I picked up this Coleman PowerMate 1500 after the hurricane and I can't seem to get it running right. There isn't too much information on it, but it seems to have a kawasaki engine. 
I soaked the carb overnight and cleaned it twice. It doesn't seem to be getting up to the right rpm so it isn't putting out voltage. Sometimes if I mess with the throttle and choke it will raise the rpm slightly and start to put out some voltage.

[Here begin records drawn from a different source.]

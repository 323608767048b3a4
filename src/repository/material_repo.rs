// ==========================================
// 合金配料系统 - 原料数据仓储
// ==========================================
// 红线: Repository 不含业务逻辑
// 说明: 库存扣减不在此处，走 InventoryStore 事务
// ==========================================

use crate::db::open_sqlite_connection;
use crate::domain::material::{Composition, Material};
use crate::repository::catalog::MaterialCatalog;
use crate::repository::error::{RepositoryError, RepositoryResult};
use chrono::Utc;
use rusqlite::{params, Connection, OptionalExtension, Row};
use std::sync::{Arc, Mutex};

const MATERIAL_COLUMNS: &str =
    "material_id, name, location, composition_json, stock_kg, unit_price, updated_at";

// ==========================================
// MaterialRepository - 原料仓储
// ==========================================
/// 原料仓储
/// 职责: 管理 material 表的读写
pub struct MaterialRepository {
    conn: Arc<Mutex<Connection>>,
}

impl MaterialRepository {
    /// 创建新的 MaterialRepository 实例
    ///
    /// # 参数
    /// - db_path: 数据库文件路径
    pub fn new(db_path: &str) -> RepositoryResult<Self> {
        let conn = open_sqlite_connection(db_path)?;
        Ok(Self {
            conn: Arc::new(Mutex::new(conn)),
        })
    }

    /// 从已有连接创建仓储实例
    pub fn from_connection(conn: Arc<Mutex<Connection>>) -> Self {
        Self { conn }
    }

    /// 获取数据库连接
    fn get_conn(&self) -> RepositoryResult<std::sync::MutexGuard<Connection>> {
        self.conn
            .lock()
            .map_err(|e| RepositoryError::LockError(e.to_string()))
    }

    /// 批量写入原料（按名称 upsert）
    ///
    /// # 返回
    /// - Ok(usize): 写入的记录数
    ///
    /// # 说明
    /// - 名称已存在时更新库位/成分/库存/单价，保留原 material_id
    /// - 使用事务确保原子性
    pub fn batch_upsert(&self, materials: &[Material]) -> RepositoryResult<usize> {
        let conn = self.get_conn()?;
        let tx = conn.unchecked_transaction()?;

        let mut count = 0;
        for material in materials {
            validate_material(material)?;
            tx.execute(
                r#"
                INSERT INTO material (
                    material_id, name, location, composition_json,
                    stock_kg, unit_price, updated_at
                ) VALUES (?1, ?2, ?3, ?4, ?5, ?6, ?7)
                ON CONFLICT(name) DO UPDATE SET
                    location = excluded.location,
                    composition_json = excluded.composition_json,
                    stock_kg = excluded.stock_kg,
                    unit_price = excluded.unit_price,
                    updated_at = excluded.updated_at
                "#,
                params![
                    material.material_id,
                    material.name,
                    material.location,
                    serde_json::to_string(&material.composition)?,
                    material.stock_kg,
                    material.unit_price,
                    material.updated_at.to_rfc3339(),
                ],
            )?;
            count += 1;
        }

        tx.commit()?;
        Ok(count)
    }

    /// 写入单个原料
    pub fn upsert(&self, material: &Material) -> RepositoryResult<()> {
        self.batch_upsert(std::slice::from_ref(material))?;
        Ok(())
    }

    /// 按名称查询
    pub fn find_by_name(&self, name: &str) -> RepositoryResult<Option<Material>> {
        let conn = self.get_conn()?;
        let sql = format!("SELECT {} FROM material WHERE name = ?1", MATERIAL_COLUMNS);
        let material = conn
            .query_row(&sql, params![name], map_material_row)
            .optional()?;
        Ok(material)
    }

    /// 按 material_id 查询
    pub fn find_by_id(&self, material_id: &str) -> RepositoryResult<Option<Material>> {
        let conn = self.get_conn()?;
        let sql = format!("SELECT {} FROM material WHERE material_id = ?1", MATERIAL_COLUMNS);
        let material = conn
            .query_row(&sql, params![material_id], map_material_row)
            .optional()?;
        Ok(material)
    }

    /// 查询全部原料（按名称排序）
    pub fn list_all(&self) -> RepositoryResult<Vec<Material>> {
        let conn = self.get_conn()?;
        let sql = format!("SELECT {} FROM material ORDER BY name", MATERIAL_COLUMNS);
        let mut stmt = conn.prepare(&sql)?;
        let rows = stmt.query_map([], map_material_row)?;
        let materials = rows.collect::<Result<Vec<_>, _>>()?;
        Ok(materials)
    }

    /// 查询可参与配料的原料（库存 > 0，按名称排序）
    pub fn list_eligible(&self) -> RepositoryResult<Vec<Material>> {
        let conn = self.get_conn()?;
        let sql = format!(
            "SELECT {} FROM material WHERE stock_kg > 0 ORDER BY name",
            MATERIAL_COLUMNS
        );
        let mut stmt = conn.prepare(&sql)?;
        let rows = stmt.query_map([], map_material_row)?;
        let materials = rows.collect::<Result<Vec<_>, _>>()?;
        Ok(materials)
    }

    /// 入库（补充库存）
    ///
    /// # 返回
    /// - Ok(f64): 入库后的库存
    pub fn add_stock(&self, name: &str, amount_kg: f64) -> RepositoryResult<f64> {
        if !amount_kg.is_finite() || amount_kg <= 0.0 {
            return Err(RepositoryError::FieldValueError {
                field: "amount_kg".to_string(),
                message: format!("入库量必须为正数: {}", amount_kg),
            });
        }

        let conn = self.get_conn()?;
        let affected = conn.execute(
            "UPDATE material SET stock_kg = stock_kg + ?1, updated_at = ?2 WHERE name = ?3",
            params![amount_kg, Utc::now().to_rfc3339(), name],
        )?;
        if affected == 0 {
            return Err(RepositoryError::NotFound {
                entity: "Material".to_string(),
                id: name.to_string(),
            });
        }

        let stock: f64 = conn.query_row(
            "SELECT stock_kg FROM material WHERE name = ?1",
            params![name],
            |row| row.get(0),
        )?;
        Ok(stock)
    }
}

impl MaterialCatalog for MaterialRepository {
    fn list_eligible_materials(&self) -> RepositoryResult<Vec<Material>> {
        self.list_eligible()
    }
}

/// 原料写入前的字段校验
fn validate_material(material: &Material) -> RepositoryResult<()> {
    if material.name.trim().is_empty() {
        return Err(RepositoryError::FieldValueError {
            field: "name".to_string(),
            message: "原料名称不能为空".to_string(),
        });
    }
    if !material.stock_kg.is_finite() || material.stock_kg < 0.0 {
        return Err(RepositoryError::FieldValueError {
            field: "stock_kg".to_string(),
            message: format!("库存不能为负: {}", material.stock_kg),
        });
    }
    if !material.unit_price.is_finite() || material.unit_price < 0.0 {
        return Err(RepositoryError::FieldValueError {
            field: "unit_price".to_string(),
            message: format!("单价不能为负: {}", material.unit_price),
        });
    }
    for (element, pct) in &material.composition {
        if !pct.is_finite() || !(0.0..=100.0).contains(pct) {
            return Err(RepositoryError::FieldValueError {
                field: format!("composition.{}", element),
                message: format!("成分百分比超出 [0, 100]: {}", pct),
            });
        }
    }
    Ok(())
}

fn map_material_row(row: &Row<'_>) -> rusqlite::Result<Material> {
    let composition_json: String = row.get(3)?;
    let composition: Composition = serde_json::from_str(&composition_json).map_err(|e| {
        rusqlite::Error::FromSqlConversionFailure(3, rusqlite::types::Type::Text, Box::new(e))
    })?;

    Ok(Material {
        material_id: row.get(0)?,
        name: row.get(1)?,
        location: row.get(2)?,
        composition,
        stock_kg: row.get(4)?,
        unit_price: row.get(5)?,
        updated_at: row
            .get::<_, String>(6)?
            .parse::<chrono::DateTime<chrono::Utc>>()
            .unwrap_or_else(|_| chrono::Utc::now()),
    })
}
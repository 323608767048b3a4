// ==========================================
// 日志系统初始化
// ==========================================
// 使用 tracing 和 tracing-subscriber
// 支持环境变量配置日志级别
// 日志统一写 stderr，stdout 只输出命令结果（JSON）
// ==========================================

use tracing_subscriber::{fmt, EnvFilter};

/// 日志输出格式
#[derive(Debug, Clone, Copy, PartialEq, Eq, Default)]
pub enum LogFormat {
    #[default]
    Text,
    Json,
}

/// 初始化日志系统
///
/// # 环境变量
/// - RUST_LOG: 日志级别过滤器（默认: info）
///   例如: RUST_LOG=debug 或 RUST_LOG=alloy_blend=trace
///
/// # 示例
/// ```no_run
/// use alloy_blend::logging;
/// logging::init();
/// ```
pub fn init() {
    init_with_format(LogFormat::Text);
}

/// 按指定格式初始化日志系统（重复调用时静默忽略）
pub fn init_with_format(format: LogFormat) {
    let filter = EnvFilter::try_from_default_env().unwrap_or_else(|_| EnvFilter::new("info"));

    let builder = fmt()
        .with_env_filter(filter)
        .with_writer(std::io::stderr)
        .with_target(true)
        .with_thread_ids(false)
        .with_line_number(true);

    let _ = match format {
        LogFormat::Text => builder.try_init(),
        LogFormat::Json => builder.json().try_init(),
    };
}

/// 初始化测试环境的日志系统
///
/// 使用更详细的日志级别，便于调试
pub fn init_test() {
    let _ = fmt()
        .with_env_filter(EnvFilter::new("debug"))
        .with_test_writer()
        .try_init();
}
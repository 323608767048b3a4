// ==========================================
// 合金配料系统 - 导入模块错误类型
// ==========================================
// 工具: thiserror 派生宏
// ==========================================

use crate::repository::error::RepositoryError;
use thiserror::Error;

/// 导入模块错误类型
#[derive(Error, Debug)]
pub enum ImportError {
    // ===== 文件相关错误 =====
    #[error("文件不存在: {0}")]
    FileNotFound(String),

    #[error("文件格式不支持: {0}（仅支持 .csv）")]
    UnsupportedFormat(String),

    #[error("文件读取失败: {0}")]
    FileReadError(String),

    #[error("CSV 解析失败: {0}")]
    CsvParseError(String),

    // ===== 数据映射错误 =====
    #[error("缺少必需列: {0}")]
    MissingColumn(String),

    #[error("类型转换失败 (行 {row}, 字段 {field}): {message}")]
    TypeConversionError {
        row: usize,
        field: String,
        message: String,
    },

    // ===== 数据质量错误 =====
    #[error("原料名称缺失 (行 {0})")]
    NameMissing(usize),

    #[error("原料名称重复 (行 {row}): {name}")]
    DuplicateName { row: usize, name: String },

    #[error("数值范围错误 (行 {row}, 字段 {field}): 值 {value} 超出范围 [{min}, {max}]")]
    ValueRangeError {
        row: usize,
        field: String,
        value: f64,
        min: f64,
        max: f64,
    },

    // ===== 数据库错误 =====
    #[error("数据库写入失败: {0}")]
    RepositoryError(#[from] RepositoryError),
}

// 实现 From<std::io::Error>
impl From<std::io::Error> for ImportError {
    fn from(err: std::io::Error) -> Self {
        ImportError::FileReadError(err.to_string())
    }
}

// 实现 From<csv::Error>
impl From<csv::Error> for ImportError {
    fn from(err: csv::Error) -> Self {
        ImportError::CsvParseError(err.to_string())
    }
}

/// Result 类型别名
pub type ImportResult<T> = Result<T, ImportError>;
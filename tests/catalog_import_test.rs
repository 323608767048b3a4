// ==========================================
// 原料目录导入集成测试
// ==========================================
// 流程: CSV 文件 → MaterialApi::import_catalog → 配方计算
// ==========================================

#[path = "test_helpers.rs"]
mod test_helpers;

#[cfg(test)]
mod catalog_import_test {
    use alloy_blend::logging;
    use alloy_blend::api::{ApiError, ComputeRecipeRequest};
    use alloy_blend::app::AppState;
    use alloy_blend::domain::{ElementBound, RecipeLine, RequirementSet};
    use std::io::Write;
    use tempfile::NamedTempFile;

    use crate::test_helpers::create_test_db;

    fn write_csv(content: &str) -> NamedTempFile {
        let mut file = tempfile::Builder::new().suffix(".csv").tempfile().unwrap();
        file.write_all(content.as_bytes()).unwrap();
        file.flush().unwrap();
        file
    }

    fn setup() -> (NamedTempFile, AppState) {
        logging::init_test();
        let (temp_file, db_path) = create_test_db().unwrap();
        let state = AppState::new(db_path).unwrap();
        (temp_file, state)
    }

    #[test]
    fn test_import_then_optimize() {
        let (_db, state) = setup();
        let csv = write_csv(
            "name,location,stock_kg,unit_price,Si\n\
             A,库位-1,1000,10,100\n\
             B,库位-2,1000,2,\n",
        );

        let summary = state.material_api.import_catalog(csv.path()).unwrap();
        assert_eq!(summary.imported, 2);
        assert!(summary.elements.contains(&"Si".to_string()));

        let a = state.material_api.get_material("A").unwrap();
        assert_eq!(a.location.as_deref(), Some("库位-1"));
        assert_eq!(a.composition.get("Si"), Some(&100.0));
        assert!(a.eligible);

        // 空值不登记
        let b = state.material_api.get_material("B").unwrap();
        assert!(b.composition.is_empty());

        let response = state
            .blend_api
            .compute_recipe(&ComputeRecipeRequest {
                requirements: RequirementSet::new().with("Si", ElementBound::between(30.0, 40.0)),
            })
            .unwrap();
        assert_eq!(
            response.recipe,
            vec![RecipeLine::new("A", 30.0), RecipeLine::new("B", 70.0)]
        );
    }

    #[test]
    fn test_reimport_updates_existing_material() {
        let (_db, state) = setup();
        let first = write_csv("name,stock_kg,unit_price,Si\nA,1000,10,100\n");
        state.material_api.import_catalog(first.path()).unwrap();
        let original_id = state.material_api.get_material("A").unwrap().material_id;

        let second = write_csv("name,stock_kg,unit_price,Si\nA,0,12,99\n");
        state.material_api.import_catalog(second.path()).unwrap();

        let a = state.material_api.get_material("A").unwrap();
        assert_eq!(a.material_id, original_id);
        assert_eq!(a.stock_kg, 0.0);
        assert_eq!(a.unit_price, 12.0);
        assert!(!a.eligible);
        assert!(state.material_api.list_materials(true).unwrap().is_empty());
        assert_eq!(state.material_api.list_materials(false).unwrap().len(), 1);
    }

    #[test]
    fn test_invalid_file_imports_nothing() {
        let (_db, state) = setup();
        let csv = write_csv(
            "name,stock_kg,unit_price,Si\n\
             A,1000,10,100\n\
             B,1000,2,150\n",
        );

        let result = state.material_api.import_catalog(csv.path());
        assert!(matches!(result, Err(ApiError::ImportError(_))));
        assert!(state.material_api.list_materials(false).unwrap().is_empty());
    }

    #[test]
    fn test_missing_file_is_not_found() {
        let (_db, state) = setup();
        let result = state
            .material_api
            .import_catalog(std::path::Path::new("/nonexistent/catalog.csv"));
        assert!(matches!(result, Err(ApiError::NotFound(_))));
    }
}
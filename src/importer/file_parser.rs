// ==========================================
// 合金配料系统 - 文件解析器实现
// ==========================================
// 支持: CSV (.csv)，首行为表头
// ==========================================

use crate::importer::error::{ImportError, ImportResult};
use csv::ReaderBuilder;
use std::collections::HashMap;
use std::fs::File;
use std::path::Path;

/// 解析后的原始表格（表头顺序保留，行按表头取值）
#[derive(Debug, Clone, Default)]
pub struct RawTable {
    pub headers: Vec<String>,
    pub rows: Vec<RawRow>,
}

/// 原始行
#[derive(Debug, Clone, Default)]
pub struct RawRow {
    pub row_no: usize, // 文件中的行号（表头为第 1 行）
    pub values: HashMap<String, String>,
}

impl RawRow {
    /// 取去空白后的非空值
    pub fn get(&self, column: &str) -> Option<&str> {
        self.values
            .get(column)
            .map(|v| v.as_str())
            .filter(|v| !v.is_empty())
    }
}

// ==========================================
// CSV Parser 实现
// ==========================================
pub struct CsvParser;

impl CsvParser {
    pub fn parse_to_raw_table(&self, file_path: &Path) -> ImportResult<RawTable> {
        let path = file_path;

        // 检查文件存在
        if !path.exists() {
            return Err(ImportError::FileNotFound(path.display().to_string()));
        }

        // 检查扩展名
        if let Some(ext) = path.extension() {
            if !ext.eq_ignore_ascii_case("csv") {
                return Err(ImportError::UnsupportedFormat(
                    ext.to_string_lossy().to_string(),
                ));
            }
        }

        let file = File::open(path)?;
        self.parse_reader(file)
    }

    /// 从任意输入流解析
    pub fn parse_reader<R: std::io::Read>(&self, input: R) -> ImportResult<RawTable> {
        let mut reader = ReaderBuilder::new()
            .has_headers(true)
            .flexible(true) // 允许行长度不一致
            .trim(csv::Trim::All)
            .from_reader(input);

        let headers: Vec<String> = reader
            .headers()?
            .iter()
            .map(|h| h.trim().to_string())
            .collect();

        let mut rows = Vec::new();
        for (row_idx, result) in reader.records().enumerate() {
            let record = result?;
            let mut values = HashMap::new();

            for (col_idx, value) in record.iter().enumerate() {
                if let Some(header) = headers.get(col_idx) {
                    values.insert(header.clone(), value.trim().to_string());
                }
            }

            // 跳过完全空白的行
            if values.values().all(|v| v.is_empty()) {
                continue;
            }

            rows.push(RawRow {
                row_no: row_idx + 2,
                values,
            });
        }

        Ok(RawTable { headers, rows })
    }
}

#[cfg(test)]
mod tests {
    use super::*;
    use std::io::Write;

    fn csv_file(lines: &[&str]) -> tempfile::NamedTempFile {
        let mut file = tempfile::Builder::new().suffix(".csv").tempfile().unwrap();
        for line in lines {
            writeln!(file, "{}", line).unwrap();
        }
        file
    }

    #[test]
    fn test_csv_parser_valid_file() {
        let file = csv_file(&["name, stock_kg ,Si", "硅铁,1000,75", "废钢, 500 ,"]);

        let table = CsvParser.parse_to_raw_table(file.path()).unwrap();

        assert_eq!(table.headers, vec!["name", "stock_kg", "Si"]);
        assert_eq!(table.rows.len(), 2);
        assert_eq!(table.rows[0].row_no, 2);
        assert_eq!(table.rows[0].get("name"), Some("硅铁"));
        assert_eq!(table.rows[1].get("stock_kg"), Some("500"));
        assert_eq!(table.rows[1].get("Si"), None);
    }

    #[test]
    fn test_csv_parser_file_not_found() {
        let result = CsvParser.parse_to_raw_table(Path::new("non_existent.csv"));
        assert!(matches!(result, Err(ImportError::FileNotFound(_))));
    }

    #[test]
    fn test_csv_parser_rejects_other_extensions() {
        let file = tempfile::Builder::new().suffix(".xlsx").tempfile().unwrap();
        let result = CsvParser.parse_to_raw_table(file.path());
        assert!(matches!(result, Err(ImportError::UnsupportedFormat(_))));
    }

    #[test]
    fn test_csv_parser_skip_empty_rows() {
        let table = CsvParser
            .parse_reader("name,stock_kg\nA,2.5\n,\nB,3.0\n".as_bytes())
            .unwrap();

        assert_eq!(table.rows.len(), 2);
        assert_eq!(table.rows[1].row_no, 4);
    }
}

I am stumped, I am usually pretty good with small engines.
any help is greatly appreciated.
I attached a video of it running.

https://www.youtube.com/watch?v=MslbhLbCI3w


----------



## Shwine617 (Nov 30, 2012)

Can anyone help me out here, I am trying to avoid buying a new one right now. thanks


----------



## 89yt12 (Sep 20, 2010)

Hmmmm

I had one of my gen sets give me problems like that, I too cleaned the carb, but ended up having to replace the carb

I would check for a intake leak between the carb and inlet on the head too


----------



## Shwine617 (Nov 30, 2012)

Thanks for the reply. Who knows where I could even find a carb for this. I never had a problem in the past with replacing a carb, you just have to make sure you clean them really good.


----------